• **TASK TO CARRY OUT**:
Needed from the data below: every line from the one with "y produce su" up to and including the one with "pub use style_guide::StyleGuideSource;", repeated exactly and with nothing else.

• **DATA UNDER STUDY**:
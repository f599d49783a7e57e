//! Fuentes de problemas
//!
//! Cada fuente inspecciona el texto de forma independiente y produce su
//! propia lista de problemas; no hay dependencias de datos entre fuentes,
//! por lo que pueden ejecutarse en paralelo dentro de una petición.

pub mod patterns;
pub mod rule_engine;
pub mod structural;
pub mod style_guide;

use std::sync::Arc;

use crate::report::TextIssue;

pub use patterns::PatternSource;
pub use rule_engine::{RuleEngine, RuleEngineSource, RuleMatch};
pub use structural::StructuralSource;
pub use style_guide::StyleGuideSource;

/// Identidad de una fuente. El orden de las variantes define la
/// precedencia al deduplicar rangos idénticos: motor de reglas primero,
/// heurísticas estructurales al final.
#[derive(Debug, Clone, Copy, PartialEq, Eq, PartialOrd, Ord)]
pub enum SourceKind {
    RuleEngine,
    CustomPattern,
    StyleGuide,
    Structural,
}

impl SourceKind {
    pub fn name(&self) -> &'static str {
        match self {
            SourceKind::RuleEngine => "rule_engine",
            SourceKind::CustomPattern => "custom_pattern",
            SourceKind::StyleGuide => "style_guide",
            SourceKind::Structural => "structural",
        }
    }
}

/// Capacidad común de todas las fuentes de problemas.
pub trait IssueSource: Send + Sync {
    fn kind(&self) -> SourceKind;

    /// Detecta problemas sobre el texto. Nunca falla: una fuente que no
    /// puede operar contribuye con una lista vacía.
    fn detect(&self, text: &str) -> Vec<TextIssue>;
}

/// Lista de fuentes por defecto, en orden de precedencia.
pub fn default_sources(engine: Option<Arc<dyn RuleEngine>>) -> Vec<Box<dyn IssueSource>> {
    let mut sources: Vec<Box<dyn IssueSource>> = Vec::with_capacity(4);
    if let Some(engine) = engine {
        sources.push(Box::new(RuleEngineSource::new(engine)));
    }
    sources.push(Box::new(PatternSource));
    sources.push(Box::new(StyleGuideSource));
    sources.push(Box::new(StructuralSource));
    sources
}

• **RESPONSE**:
//! Cada fuente inspecciona el texto de forma independiente y produce su
//! propia lista de problemas; no hay dependencias de datos entre fuentes,
//! por lo que pueden ejecutarse en paralelo dentro de una petición.

pub mod patterns;
pub mod rule_engine;
pub mod structural;
pub mod style_guide;

use std::sync::Arc;

use crate::report::TextIssue;

pub use patterns::PatternSource;
pub use rule_engine::{RuleEngine, RuleEngineSource, RuleMatch};
pub use structural::StructuralSource;
pub use style_guide::StyleGuideSource;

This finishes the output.